Operation Buffalo commenced on 27 September 1956 with four fission bomb tests. Two were tower-mounted, one detonated at ground level, and one dropped from a Vickers Valiant bomber -- the first British air-delivered nuclear weapon. Operation Antler followed in 1957 with three more tests, the largest yielding 25 kilotons. But it was the so-called "minor trials" that left the deepest scars on the land. Hundreds of experiments between 1953 and 1963, bearing codenames like Kittens, Tims, Rats, and Vixen, tested weapons components by scattering plutonium, beryllium, and uranium across the desert floor using conventional explosives. These trials contaminated far more land than the bomb blasts themselves, spreading radioactive material through the topsoil in ways that proved almost impossible to fully remediate.

Secrets and Silence

Participants in the testing program were bound by official secrecy. Servicemen who had witnessed the blasts, advanced toward ground zero, or handled contaminated equipment were prohibited from discussing what they had seen or experienced. The silence served the program's purposes but not its victims. In the 1970s, Avon Hudson, a nuclear veteran, broke ranks and spoke to the media about the testing and its effects. His courage helped catalyze the McClelland Royal Commission of 1984-1985, which found significant residual contamination at the test sites and confirmed that both military personnel and Aboriginal people had been exposed to dangerous levels of radioactive fallout. The commission's findings shattered the official narrative that the tests had been conducted safely and cleaned up responsibly.

Coming Home to Poisoned Ground

In January 1985, under the Maralinga Tjarutja Land Rights Act 1984, freehold title was returned to the traditional owners. They resettled at Oak Valley, a new community about 128 kilometers north-northwest of the original Maralinga township. In 1994, the Australian government paid $13.5 million in compensation -- a settlement for all claims related to the nuclear testing. Cleanup efforts were completed in 2000, with contaminated soil and debris buried in trenches 16 meters deep. But in 2021, scientists at Monash University found that radioactive "hot" particles persist in the soil, and that natural desert processes may be slowly releasing plutonium into the environment, where wildlife could absorb it. In 2003, Premier Mike Rann opened a new school at Oak Valley, replacing what had been called the "worst school in Australia." The Maralinga Tjarutja are building a future on land that still carries the residue of someone else's weapons program.

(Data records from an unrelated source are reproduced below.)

//! SQLite backend for the Roster volunteer store.
//!
//! Wraps [`tokio_rusqlite`] so all database access runs on a dedicated thread
//! without blocking the async runtime.

mod encode;
mod schema;
mod store;

pub mod error;

pub use error::{Error, Result};
pub use store::SqliteStore;

#[cfg(test)]
mod tests;
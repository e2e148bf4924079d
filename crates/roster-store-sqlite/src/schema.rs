//! SQL schema for the Roster SQLite store.
//!
//! Executed once at connection startup via `PRAGMA user_version`. Future
//! migrations will be gated on that version number.
//!
//! One table per named collection. Participations deliberately carry no
//! foreign key to `volunteers`: volunteer records are imported from outside
//! and may disappear, leaving orphaned participations behind.

/// Full schema DDL; idempotent thanks to `CREATE TABLE IF NOT EXISTS`.
pub const SCHEMA: &str = "
PRAGMA journal_mode = WAL;
PRAGMA foreign_keys = ON;

CREATE TABLE IF NOT EXISTS volunteers (
    volunteer_id  TEXT PRIMARY KEY,
    name          TEXT NOT NULL,
    city          TEXT NOT NULL DEFAULT '',
    state         TEXT NOT NULL DEFAULT '',
    country       TEXT NOT NULL DEFAULT '',
    kendra        TEXT NOT NULL DEFAULT '',
    lesson_number TEXT NOT NULL DEFAULT '',
    age           INTEGER,
    gender        TEXT NOT NULL DEFAULT '',
    contact       TEXT NOT NULL DEFAULT '',
    skills        TEXT NOT NULL DEFAULT '',   -- comma-separated, free-form
    created_at    TEXT NOT NULL
);

CREATE TABLE IF NOT EXISTS events (
    event_id    TEXT PRIMARY KEY,
    name        TEXT NOT NULL,
    event_date  TEXT,                          -- YYYY-MM-DD or NULL
    location    TEXT NOT NULL DEFAULT '',
    mode        TEXT,                          -- 'In Person' | 'Online' | 'Hybrid'
    age_group   TEXT NOT NULL DEFAULT '',
    description TEXT NOT NULL DEFAULT '',
    context     TEXT NOT NULL DEFAULT ''
);

CREATE TABLE IF NOT EXISTS departments (
    department_id TEXT PRIMARY KEY,
    name          TEXT NOT NULL
);

-- Roles are not foreign-keyed to departments; a missing department renders
-- as 'Unknown'.
CREATE TABLE IF NOT EXISTS roles (
    role_id          TEXT PRIMARY KEY,
    name             TEXT NOT NULL,
    department_id    TEXT NOT NULL,
    category         TEXT NOT NULL DEFAULT '',
    responsibilities TEXT NOT NULL DEFAULT '',
    comments         TEXT NOT NULL DEFAULT '',
    preferred_skills TEXT NOT NULL DEFAULT '[]',   -- JSON array of strings
    time_commitment  TEXT NOT NULL DEFAULT ''
);

-- At most one participation per (event, volunteer).
CREATE TABLE IF NOT EXISTS event_participation (
    participation_id TEXT PRIMARY KEY,
    event_id         TEXT NOT NULL REFERENCES events(event_id),
    volunteer_id     TEXT NOT NULL,
    department_id    TEXT,
    assigned_roles   TEXT NOT NULL DEFAULT '[]',   -- JSON array of role names
    status           TEXT NOT NULL DEFAULT 'Assigned',
    recorded_at      TEXT NOT NULL,                -- server-assigned
    UNIQUE (event_id, volunteer_id)
);

CREATE TABLE IF NOT EXISTS actions (
    action_id   TEXT PRIMARY KEY,
    description TEXT NOT NULL,
    owner_name  TEXT NOT NULL DEFAULT '',
    due_date    TEXT,                              -- YYYY-MM-DD or NULL
    status      TEXT NOT NULL DEFAULT 'Yet to Start',
    event_id    TEXT REFERENCES events(event_id),
    assigned_at TEXT NOT NULL
);

CREATE TABLE IF NOT EXISTS manual_links (
    link_id    TEXT PRIMARY KEY,
    event_id   TEXT NOT NULL REFERENCES events(event_id),
    name       TEXT NOT NULL,
    url        TEXT NOT NULL,
    created_at TEXT NOT NULL
);

CREATE TABLE IF NOT EXISTS admins (
    email TEXT PRIMARY KEY COLLATE NOCASE
);

CREATE INDEX IF NOT EXISTS participation_volunteer_idx ON event_participation(volunteer_id);
CREATE INDEX IF NOT EXISTS actions_event_idx           ON actions(event_id);
CREATE INDEX IF NOT EXISTS links_event_idx             ON manual_links(event_id);

PRAGMA user_version = 1;
";
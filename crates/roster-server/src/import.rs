//! Bulk volunteer import from CSV.
//!
//! Expected header columns: `name, lessonNumber, age, gender, city, state,
//! country, kendra, contact, skills`, plus an optional `uid`. Missing columns
//! default to empty. A row whose `uid` is a UUID overwrites the volunteer
//! stored under that id, so re-importing the same file is idempotent; other
//! rows create new volunteers.

use std::io::Read;

use roster_core::{store::RosterStore, volunteer::NewVolunteer};
use serde::Deserialize;
use tracing::{info, warn};
use uuid::Uuid;

#[derive(Debug, Default, Deserialize)]
#[serde(default, rename_all = "camelCase")]
struct ImportRow {
  uid:           String,
  name:          String,
  lesson_number: String,
  age:           String,
  gender:        String,
  city:          String,
  state:         String,
  country:       String,
  kendra:        String,
  contact:       String,
  skills:        String,
}

impl ImportRow {
  fn into_volunteer(self) -> (Option<Uuid>, NewVolunteer) {
    let id = Uuid::parse_str(self.uid.trim()).ok();
    let volunteer = NewVolunteer {
      name:          self.name.trim().to_owned(),
      city:          self.city,
      state:         self.state,
      country:       self.country,
      kendra:        self.kendra,
      lesson_number: self.lesson_number,
      age:           self.age.trim().parse().ok(),
      gender:        self.gender,
      contact:       self.contact,
      skills:        self.skills,
    };
    (id, volunteer)
  }
}

/// Counts reported once an import finishes.
#[derive(Debug, Default, Clone, Copy, PartialEq, Eq)]
pub struct ImportSummary {
  pub created:  usize,
  pub upserted: usize,
  pub failed:   usize,
}

/// Import every row of `input` into `store`.
///
/// Rows are handled independently: a row that fails to parse, lacks a name,
/// or is rejected by the store is logged and skipped. Only a broken header
/// aborts the import.
pub async fn import_volunteers<S: RosterStore>(
  store: &S,
  input: impl Read,
) -> csv::Result<ImportSummary> {
  let mut reader = csv::ReaderBuilder::new()
    .trim(csv::Trim::Headers)
    .flexible(true)
    .from_reader(input);
  reader.headers()?;
  let rows: Vec<csv::Result<ImportRow>> = reader.deserialize().collect();

  let mut summary = ImportSummary::default();
  for (index, row) in rows.into_iter().enumerate() {
    // Header is line 1.
    let line = index + 2;
    let row = match row {
      Ok(row) => row,
      Err(e) => {
        warn!(line, error = %e, "skipping unreadable row");
        summary.failed += 1;
        continue;
      }
    };

    let (id, volunteer) = row.into_volunteer();
    if let Err(e) = volunteer.validate() {
      warn!(line, error = %e, "skipping row");
      summary.failed += 1;
      continue;
    }

    let saved = match id {
      Some(id) => store.put_volunteer(id, volunteer).await.map(|_| true),
      None => store.add_volunteer(volunteer).await.map(|_| false),
    };
    match saved {
      Ok(true) => summary.upserted += 1,
      Ok(false) => summary.created += 1,
      Err(e) => {
        warn!(line, error = %e, "failed to save volunteer");
        summary.failed += 1;
      }
    }
  }

  info!(
    created = summary.created,
    upserted = summary.upserted,
    failed = summary.failed,
    "volunteer import finished"
  );
  Ok(summary)
}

Deep Time Meets the Atomic Age

A 2020 documentary film, Maralinga Tjarutja, directed by Larissa Behrendt, gave the community's elders a platform to speak about their country in their own terms. The film was broadcast deliberately alongside the drama series Operation Buffalo, offering an Indigenous perspective that the dramatization could not. The elders, according to one review, revealed "a perspective of deep time and an understanding of place that generates respect for the sacredness of both" -- a relationship with country measured not in decades but in millennia. The callous disregard shown by the British and Australian governments for the Anangu's occupation of the land was, in this framing, not just a policy failure but a failure of imagination. The people of Maralinga continue to care for country that others contaminated. Their story is one of resilience, persistence, and a connection to land that nuclear weapons could damage but not destroy.

From the Air

Located at approximately 30.15S, 131.58E, within the Great Victoria Desert in western South Australia. The area lies within the Woomera Prohibited Area and is characterized by flat, red-brown desert scrubland. Former test infrastructure and blast sites may be faintly visible from lower altitudes. The Oak Valley community lies approximately 128 km to the north-northwest. Nearest airports: Woomera (YPWR), Ceduna (YCDU). Note: Airspace restrictions may apply within the Woomera Prohibited Area. Conditions are typically clear and dry, with temperatures ranging from below freezing in winter to over 44 degrees Celsius in summer.